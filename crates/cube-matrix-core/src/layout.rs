//! Ordered chain of modules representing one wired fixture assembly.
//!
//! Callers address modules anchor-relative: index 0 is always the module
//! at the anchored end of the chain. Depending on `(orientation, anchor)`
//! the internal storage order (which is also the wire payload order) is
//! the reverse of the caller-visible order, and canvases are rotated so
//! that fills and photographs come out physically upright.

use crate::imaging::{self, Rotation};
use crate::{Color, Error, Module, ModuleKind, Result, GRID_SIDE};
use std::fmt;
use std::path::Path;
use std::str::FromStr;
use tracing::debug;

/// Physical run direction of the module chain.
#[derive(Debug, Clone, Copy, PartialEq, Eq)]
pub enum Orientation {
    /// Modules stack top to bottom.
    Vertical,
    /// Modules run left to right.
    Horizontal,
}

impl FromStr for Orientation {
    type Err = Error;

    fn from_str(s: &str) -> Result<Self> {
        match s.to_lowercase().as_str() {
            "vertical" => Ok(Orientation::Vertical),
            "horizontal" => Ok(Orientation::Horizontal),
            _ => Err(Error::InvalidOrientation(s.to_string())),
        }
    }
}

impl fmt::Display for Orientation {
    fn fmt(&self, f: &mut fmt::Formatter<'_>) -> fmt::Result {
        match self {
            Orientation::Vertical => write!(f, "vertical"),
            Orientation::Horizontal => write!(f, "horizontal"),
        }
    }
}

/// Physical end of the chain addressed as index 0 by callers.
#[derive(Debug, Clone, Copy, PartialEq, Eq)]
pub enum Anchor {
    Top,
    Bottom,
    Left,
    Right,
}

impl FromStr for Anchor {
    type Err = Error;

    fn from_str(s: &str) -> Result<Self> {
        match s.to_lowercase().as_str() {
            "top" => Ok(Anchor::Top),
            "bottom" => Ok(Anchor::Bottom),
            "left" => Ok(Anchor::Left),
            "right" => Ok(Anchor::Right),
            _ => Err(Error::InvalidAnchor(s.to_string())),
        }
    }
}

impl fmt::Display for Anchor {
    fn fmt(&self, f: &mut fmt::Formatter<'_>) -> fmt::Result {
        match self {
            Anchor::Top => write!(f, "top"),
            Anchor::Bottom => write!(f, "bottom"),
            Anchor::Left => write!(f, "left"),
            Anchor::Right => write!(f, "right"),
        }
    }
}

/// An ordered chain of modules with an orientation and anchor.
pub struct Layout {
    orientation: Orientation,
    anchor: Anchor,
    rotation: Rotation,
    flipped: bool,
    /// Modules in internal wiring order. When `flipped`, this is the
    /// reverse of the caller-visible order.
    modules: Vec<Module>,
}

impl Layout {
    /// Creates an empty layout.
    ///
    /// The rotation and flip are derived once from the fixed table:
    /// vertical/top 0, vertical/bottom 180 flipped, horizontal/left 270,
    /// horizontal/right 90 flipped. Rotations are counterclockwise.
    /// Fails if the anchor does not belong to the orientation.
    pub fn new(orientation: Orientation, anchor: Anchor) -> Result<Self> {
        let (rotation, flipped) = match (orientation, anchor) {
            (Orientation::Vertical, Anchor::Top) => (Rotation::None, false),
            (Orientation::Vertical, Anchor::Bottom) => (Rotation::Half, true),
            (Orientation::Horizontal, Anchor::Left) => (Rotation::Ccw270, false),
            (Orientation::Horizontal, Anchor::Right) => (Rotation::Ccw90, true),
            _ => {
                return Err(Error::AnchorMismatch {
                    orientation,
                    anchor,
                })
            }
        };
        Ok(Self {
            orientation,
            anchor,
            rotation,
            flipped,
            modules: Vec::new(),
        })
    }

    /// Returns the layout orientation.
    pub fn orientation(&self) -> Orientation {
        self.orientation
    }

    /// Returns the layout anchor.
    pub fn anchor(&self) -> Anchor {
        self.anchor
    }

    /// Returns the derived canvas rotation.
    pub fn rotation(&self) -> Rotation {
        self.rotation
    }

    /// Returns true when internal storage order is the reverse of the
    /// caller-visible order.
    pub fn is_flipped(&self) -> bool {
        self.flipped
    }

    /// Number of modules in the chain.
    pub fn len(&self) -> usize {
        self.modules.len()
    }

    /// Returns true if the chain holds no modules.
    pub fn is_empty(&self) -> bool {
        self.modules.is_empty()
    }

    /// Translates a caller-visible index to internal storage order.
    /// Only valid for indexes within the current length.
    fn storage_index(&self, index: usize) -> usize {
        if self.flipped {
            self.modules.len() - 1 - index
        } else {
            index
        }
    }

    /// Replaces (or, with `clear = false`, extends) the chain with fresh
    /// modules of the given kinds, in caller-visible order.
    ///
    /// Recreating discards all pixel data but preserves nothing else;
    /// every module starts out unused and black.
    pub fn add_modules_list(&mut self, kinds: &[ModuleKind], clear: bool) {
        if clear {
            self.modules = Vec::with_capacity(kinds.len());
        }
        if self.flipped {
            self.modules.extend(kinds.iter().rev().map(|&k| Module::new(k)));
        } else {
            self.modules.extend(kinds.iter().map(|&k| Module::new(k)));
        }
    }

    /// Inserts one module at a caller-visible index (default: end of the
    /// chain), translated to internal storage order via the flip rule.
    pub fn add_module(&mut self, kind: ModuleKind, index: Option<usize>) -> Result<()> {
        let len = self.modules.len();
        let index = index.unwrap_or(len);
        if index > len {
            return Err(Error::IndexOutOfRange { index, len });
        }
        let at = if self.flipped { len - index } else { index };
        self.modules.insert(at, Module::new(kind));
        Ok(())
    }

    /// Returns the module at a caller-visible index.
    pub fn module(&self, index: usize) -> Option<&Module> {
        if index >= self.modules.len() {
            return None;
        }
        self.modules.get(self.storage_index(index))
    }

    /// Returns the modules in caller-visible order.
    pub fn modules(&self) -> Vec<&Module> {
        if self.flipped {
            self.modules.iter().rev().collect()
        } else {
            self.modules.iter().collect()
        }
    }

    /// Fills the addressed module with the given colors.
    ///
    /// The colors are routed through the same canvas rotation used for
    /// photographs, so fills and photos share identical
    /// physical-orientation semantics.
    pub fn set_module_colors(&mut self, index: usize, colors: &[Color]) -> Result<()> {
        debug!("setting {} colors on module {index}", colors.len());
        let len = self.modules.len();
        if index >= len {
            return Err(Error::IndexOutOfRange { index, len });
        }
        let storage = self.storage_index(index);
        let kind = self.modules[storage].kind();
        if colors.len() != kind.pixel_count() {
            return Err(Error::PixelCount {
                kind,
                expected: kind.pixel_count(),
                actual: colors.len(),
            });
        }
        let side = kind.side();
        let canvas = imaging::canvas_from_colors(colors, side, side)?;
        let rotated = imaging::rotate(&canvas, self.rotation);
        self.modules[storage].set_colors(&imaging::canvas_colors(&rotated))
    }

    /// Draws an image file across a run of unused clear 5x5 modules.
    ///
    /// Scans caller-visible order from `start` for the first unused clear
    /// grid, then accumulates up to `max_span` contiguous such modules
    /// (the run stops at the first used or non-clear module). The image
    /// is resampled to 5 px per module along the chain's dominant axis,
    /// rotated, split into 5x5 tiles, and assigned in physical chain
    /// order.
    pub fn set_image(&mut self, path: &Path, start: usize, max_span: usize) -> Result<()> {
        debug!(
            "drawing {} from module {start} over at most {max_span} modules",
            path.display()
        );
        let len = self.modules.len();
        let first = (start..len)
            .find(|&i| {
                let module = &self.modules[self.storage_index(i)];
                module.kind().is_clear_grid() && !module.is_used()
            })
            .ok_or(Error::NoTargetModule { start })?;

        let max_span = max_span.max(1);
        let mut span = 0;
        for i in first..len {
            if span >= max_span {
                break;
            }
            let module = &self.modules[self.storage_index(i)];
            if module.kind().is_clear_grid() && !module.is_used() {
                span += 1;
            } else {
                break;
            }
        }

        let (width, height) = match self.orientation {
            Orientation::Vertical => (GRID_SIDE, GRID_SIDE * span as u32),
            Orientation::Horizontal => (GRID_SIDE * span as u32, GRID_SIDE),
        };

        let canvas = imaging::open_scaled(path, width, height)?;
        let rotated = imaging::rotate(&canvas, self.rotation);
        let tiles = imaging::split_grids(&rotated);
        if tiles.len() < span {
            return Err(Error::TileShortfall {
                expected: span,
                actual: tiles.len(),
            });
        }

        // Tiles come out of the rotated canvas in physical chain order;
        // map each back to its caller-visible module.
        for (offset, tile) in tiles.into_iter().take(span).enumerate() {
            let caller = if self.flipped {
                first + span - 1 - offset
            } else {
                first + offset
            };
            let storage = self.storage_index(caller);
            self.modules[storage].set_data(imaging::canvas_colors(&tile))?;
        }
        Ok(())
    }

    /// Concatenates every module's wire encoding in physical (internal
    /// storage) order. This exact byte sequence is the `update_leds`
    /// payload.
    pub fn raw_rgb_data(&self) -> String {
        self.modules.iter().map(Module::rgb_data).collect()
    }
}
==============================
The answer is the lines above between the line holding "self.modules.iter().collect()" and the line holding "if index >= len", inclusive, each written out exactly, and no others.

            self.modules.iter().collect()
        }
    }

    /// Fills the addressed module with the given colors.
    ///
    /// The colors are routed through the same canvas rotation used for
    /// photographs, so fills and photos share identical
    /// physical-orientation semantics.
    pub fn set_module_colors(&mut self, index: usize, colors: &[Color]) -> Result<()> {
        debug!("setting {} colors on module {index}", colors.len());
        let len = self.modules.len();
        if index >= len {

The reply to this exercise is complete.